Certain natural events – however seemingly insignificant – achieve so perfectly a higher symbolic meaning, that it is hard not to see in them a divine message. Such is the case with the only equestrian statue erected to honour former German chancellor Angela Merkel, which yesterday collapsed spontaneously under its own weight.
The eccentric tribute was unveiled on 8 October 2021 to commemorate Merkel’s chancellorship on the grounds of the Tempel Museum in Etsdorf, by “communications designer” and artist Wilhelm Koch.
Koch founded the Tempel Museum in 2010 in a defunct schoolbuilding as an exhibit space and a dubious monument to democracy and the “European idea,” whatever that is.
In a Spiegel interview from 2021, Koch characterised the monument both as “ironic” and as a “personal tribute” to the former chancellor. Its unveiling supplemented an exhibit on equestrian statues. The purpose was to provide oblique commentary on the fact that such representations have fallen out of favour in the liberal West, where they seem particularly unsuited to the doughty, dingy, bureaucratised politicians who plague us, and of whom Merkel is especially paradigmatic. He denied the sculpture a pedestal, because Merkel is too “modest” for such a thing. He also dispensed with a saddle and reins, explaining that Merkel “doesn’t need” such accoutrements to ride a horse and that he “didn’t want to construct a caricature.” He placed her on an American Quarter Horse, fantasising that it might have been “a gift from Donald Trump.”
The sculpture itself was constructed of recycled light concrete via an “innovative” 3D printing process:
The complex object demonstrates the great opportunity to free construction from its technical and geometric constraints through intelligent material printing processes. At the same time, this process protects the environment and resources, because art and buildings are produced without formwork and waste.
It turns out that “free[ing]” sculpture from “technical and geometric constraints” (read: Koch’s total lack of sculpting ability and talent) while also “protect[ing] the environment and resources” has a downside. Unlike every other equestrian statue everywhere, Merkel and her horse couldn’t withstand the weather. Before long her right arm and the horse’s head had fallen off and had to be glued back on.

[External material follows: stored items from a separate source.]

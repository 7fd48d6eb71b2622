use std::{num::NonZeroUsize, path::Path};

use tracing::{info, instrument, warn};

use crate::Catalog;

pub mod loader;
pub mod parser;

pub use loader::{ReadError, read_lines};
pub use parser::{ParseError, parse_catalog};

/// Errors that can occur when loading a catalog file.
#[derive(Debug, thiserror::Error)]
pub enum LoadError {
    /// The file could not be read.
    #[error(transparent)]
    Read(#[from] ReadError),
    /// The file was read but contained no lines.
    #[error("{} contains no course records", .0.display())]
    Empty(std::path::PathBuf),
    /// The file contents are not a valid catalog.
    #[error(transparent)]
    Parse(#[from] ParseError),
}

/// Reads, parses and validates the catalog file at `path`.
///
/// Nothing is parsed unless the read produced at least one line. The
/// returned catalog is fully validated; there is no partial result.
///
/// # Errors
///
/// Returns an error if the file cannot be read, is empty, or contains a
/// malformed record, a duplicate course or a dangling prerequisite.
#[instrument(level = "debug")]
pub fn load_catalog(path: &Path, bucket_count: NonZeroUsize) -> Result<Catalog, LoadError> {
    let lines = read_lines(path)?;
    if lines.is_empty() {
        warn!(path = %path.display(), "refusing to load an empty catalog");
        return Err(LoadError::Empty(path.to_path_buf()));
    }

    let catalog = parse_catalog(&lines, bucket_count)?;
    info!(
        path = %path.display(),
        courses = catalog.len(),
        "loaded course catalog"
    );
    Ok(catalog)
}

#[cfg(test)]
mod tests {
    use std::io::Write;

    use super::*;

    fn buckets() -> NonZeroUsize {
        NonZeroUsize::new(100).unwrap()
    }

    #[test]
    fn loads_valid_file() {
        let mut file = tempfile::NamedTempFile::new().unwrap();
        file.write_all(b"CS101,Intro to CS,\nCS201,Data Structures,CS101\n")
            .unwrap();

        let catalog = load_catalog(file.path(), buckets()).unwrap();

        assert_eq!(catalog.len(), 2);
        assert_eq!(catalog.find("CS201").unwrap().prerequisites(), ["CS101"]);
    }

    #[test]
    fn empty_file_is_refused() {
        let file = tempfile::NamedTempFile::new().unwrap();

        let error = load_catalog(file.path(), buckets()).unwrap_err();

        assert!(matches!(error, LoadError::Empty(_)));
    }

    #[test]
    fn missing_file_is_a_read_error() {
        let tmp = tempfile::tempdir().unwrap();
        let missing = tmp.path().join("missing.csv");

        let error = load_catalog(&missing, buckets()).unwrap_err();

        assert!(matches!(error, LoadError::Read(ReadError::NotFound(_))));
    }

    #[test]
    fn parse_failures_are_propagated() {
        let mut file = tempfile::NamedTempFile::new().unwrap();
        file.write_all(b"CS300,Advanced Topics,CS999\n").unwrap();

        let error = load_catalog(file.path(), buckets()).unwrap_err();

        assert_eq!(
            error.to_string(),
            "prerequisite CS999 for course CS300 does not exist"
        );
    }
}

After the repairs, Koch decided to ditch the bronze and paint the whole thing a horrendous white instead, lending the ensemble an unsettling plastic aspect.
As of yesterday, the heavens have relieved the world of this monstrosity:
How fitting that these dubious ruins now decorate the grounds of the sad Tempel Museum, founded in an ugly defunct school building to commemorate Europe. Nothing could more perfectly represent the state of the European Union, the Federal Republic of Germany, and Merkel’s legacy in 2023. The former chancellor coasted on the successes of prior statesmen, waved in lunatic policy after lunatic policy merely to shore up her own political position, subjected Germans to some of the longest and hardest pandemic restrictions on the Continent, and then bowed out of office before facing the consequences of her mismanagement and incompetence. Divine forces have transformed Koch’s exercise in Merkel idolatry into a withering commentary on the state of things.